Recently, the work in [127] makes the existing deadlock control policies possess a desirable robust property to cope with
resource failures. Specifically, the desirable robustness is a system property to keep a controlled system live as some resources
break down. In [127] , the authors focus on robust supervision of manufacturing systems. For S 3 PR, it bridges the gap between a
divide-and-conquer deadlock control strategy [110] and its application to real-world systems with unreliable resources. Recovery
subnets and monitors are designed for unreliable resources and SMS that may be emptied, respectively. Normal and inhibitor
arcs are used to connect monitors with recovery subnets in case of necessity. Then reanalysis of the original Petri net is avoided
and a robust liveness-enforcing supervisor is derived. The supervisors designed for S 3 PR by the proposed method has following
properties : (1) they can prevent deadlocks for plant models when all resources work normally ; (2) deadlocks are prevented
even if some resources fail to work and are removed to repair at any time ; and (3) waiting-for-repair states disappear after the
repaired resources are returned.
6. Open problems
So far, many deadlock control policies based on siphon control have been proposed for Petri nets. Despite the points that have
been reviewed and discussed above, from many aspects, the study of siphons in different subclasses of Petri nets can be further
extended in the future.
The use of the max ∗-controllability condition to control a generalized Petri net is still an open problem requiring a further
study. Also, a sufficient and necessary siphon control condition for G-systems, S 4 R, and S n PR family remains open.

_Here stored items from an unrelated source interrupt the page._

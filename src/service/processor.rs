use crate::config::AppConfig;
use crate::error::Result;
use crate::files::{self, output};
use crate::service::pipeline::{NormalizeOutcome, PipelineStats, RegistryPipeline};
use chrono::Utc;
use rayon::prelude::*;
use serde::Serialize;
use std::fs;
use std::path::{Path, PathBuf};

/// 单个文件的处理结果
#[derive(Debug, Clone, Serialize)]
pub struct FileReport {
    pub input: PathBuf,
    /// 空表时不生成输出
    pub output: Option<PathBuf>,
    pub records: usize,
    pub stats: PipelineStats,
}

impl FileReport {
    pub fn is_empty(&self) -> bool {
        self.output.is_none()
    }
}

#[derive(Debug, Clone, Serialize)]
pub struct FailedFile {
    pub input: PathBuf,
    pub error: String,
}

#[derive(Debug, Clone, Serialize)]
pub struct SkippedFile {
    pub input: PathBuf,
    pub fresh_output: PathBuf,
}

/// 批处理汇总
#[derive(Debug, Clone, Default, Serialize)]
pub struct BatchReport {
    pub processed: Vec<FileReport>,
    pub skipped: Vec<SkippedFile>,
    pub failed: Vec<FailedFile>,
}

/// 名册文件处理服务: 读取 -> 规范化 -> 写出 CSV
pub struct FileProcessor {
    config: AppConfig,
    pipeline: RegistryPipeline,
}

impl FileProcessor {
    pub fn new(config: AppConfig) -> Self {
        let pipeline = RegistryPipeline::new(&config);
        Self { config, pipeline }
    }

    pub fn config(&self) -> &AppConfig {
        &self.config
    }

    /// 只规范化, 不写文件
    pub fn normalize_file(&self, path: &Path) -> Result<NormalizeOutcome> {
        let rows = files::load_registry_rows(path, &self.config.sheet)?;
        Ok(self.pipeline.normalize(rows))
    }

    pub fn process_file(&self, path: &Path) -> Result<FileReport> {
        tracing::info!("파일 전처리 시작: {}", path.display());

        let outcome = self.normalize_file(path)?;
        if outcome.stats.input_rows == 0 {
            tracing::warn!("빈 파일입니다: {}", path.display());
            return Ok(FileReport {
                input: path.to_path_buf(),
                output: None,
                records: 0,
                stats: outcome.stats,
            });
        }

        fs::create_dir_all(&self.config.paths.output_dir)?;
        let output_path = self
            .config
            .paths
            .output_dir
            .join(output::output_file_name(path, Utc::now()));
        files::write_records(&output_path, &outcome.records)?;

        Ok(FileReport {
            input: path.to_path_buf(),
            output: Some(output_path),
            records: outcome.records.len(),
            stats: outcome.stats,
        })
    }

    /// 输入目录下的 Excel 文件 (按文件名排序)
    pub fn list_inputs(&self) -> Result<Vec<PathBuf>> {
        let dir = &self.config.paths.input_dir;
        if !dir.exists() {
            return Ok(Vec::new());
        }

        let mut inputs: Vec<PathBuf> = fs::read_dir(dir)?
            .filter_map(|entry| entry.ok().map(|e| e.path()))
            .filter(|p| is_workbook(p))
            .collect();
        inputs.sort();
        Ok(inputs)
    }

    /// 批量处理输入目录; 每个文件独立, 可并行
    pub fn process_dir(&self, force: bool) -> Result<BatchReport> {
        let inputs = self.list_inputs()?;
        tracing::info!("Excel 파일 {}개 발견", inputs.len());

        let mut report = BatchReport::default();
        let mut pending = Vec::with_capacity(inputs.len());

        // 1. 跳过已是最新的文件
        for input in inputs {
            if !force {
                if let Some(fresh) = output::is_up_to_date(&input, &self.config.paths.output_dir)? {
                    tracing::info!(
                        "이미 처리된 파일, 건너뜀: {} -> {}",
                        input.display(),
                        fresh.display()
                    );
                    report.skipped.push(SkippedFile {
                        input,
                        fresh_output: fresh,
                    });
                    continue;
                }
            }
            pending.push(input);
        }

        // 2. 并行处理, 文件之间不共享可变状态
        let results: Vec<(PathBuf, Result<FileReport>)> = match self.config.workers {
            Some(n) => {
                let pool = rayon::ThreadPoolBuilder::new()
                    .num_threads(n)
                    .build()
                    .map_err(|e| std::io::Error::new(std::io::ErrorKind::Other, e))?;
                pool.install(|| self.run_all(&pending))
            }
            None => self.run_all(&pending),
        };

        for (input, result) in results {
            match result {
                Ok(file_report) => {
                    tracing::info!(
                        "처리 완료: {} -> {}건",
                        input.display(),
                        file_report.records
                    );
                    report.processed.push(file_report);
                }
                Err(e) => {
                    tracing::error!("파일 처리 실패: {}: {}", input.display(), e);
                    report.failed.push(FailedFile {
                        input,
                        error: e.to_string(),
                    });
                }
            }
        }

        tracing::info!(
            "batch finished: processed {}, skipped {}, failed {}",
            report.processed.len(),
            report.skipped.len(),
            report.failed.len()
        );
        Ok(report)
    }

    fn run_all(&self, inputs: &[PathBuf]) -> Vec<(PathBuf, Result<FileReport>)> {
        inputs
            .par_iter()
            .map(|input| (input.clone(), self.process_file(input)))
            .collect()
    }
}

fn is_workbook(path: &Path) -> bool {
    let hidden = path
        .file_name()
        .map_or(true, |n| n.to_string_lossy().starts_with('.'));
    let ext = path
        .extension()
        .map(|e| e.to_string_lossy().to_lowercase())
        .unwrap_or_default();
    !hidden && (ext == "xlsx" || ext == "xls")
}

In [204] , Zhong et al. point out that a maximally permissive liveness-enforcing pure net supervisor does not always exist for
any Petri net. The work in [204] focuses on the non-existence of maximally permissive liveness-enforcing pure net supervisors for
a subclass of Petri nets. It shows that if a net contains a siphon that cannot be optimally controlled by a P-invariant, the net does
not admit a maximally permissive liveness-enforcing pure net supervisor. Recently, based on the technique of reachability graph
analysis and self-loop structures of Petri nets, Chen et al. propose nonpure Petri net supervisors for optimal deadlock control
of AMS [32] . Their methods can find maximally permissive liveness-enforcing supervisors for the class of Petri nets mentioned
in [204] . It is challenging to design an optimal supervisor for generalized Petri nets based on siphons. Self-loops and interval
inhibitor arcs [33] look promising in the design of optimal supervisors for Petri net in the future.
In [128] , a maximally permissive control policy for a subclass of S 3 PR based on the new ground-breaking theory of token dis-
tribution pattern of unmarked siphons is proposed. This has the advantage of avoiding the computation of new siphons derived
from monitor places since the unmarked pattern solely determines the controller region (or control arcs) and the initial marking.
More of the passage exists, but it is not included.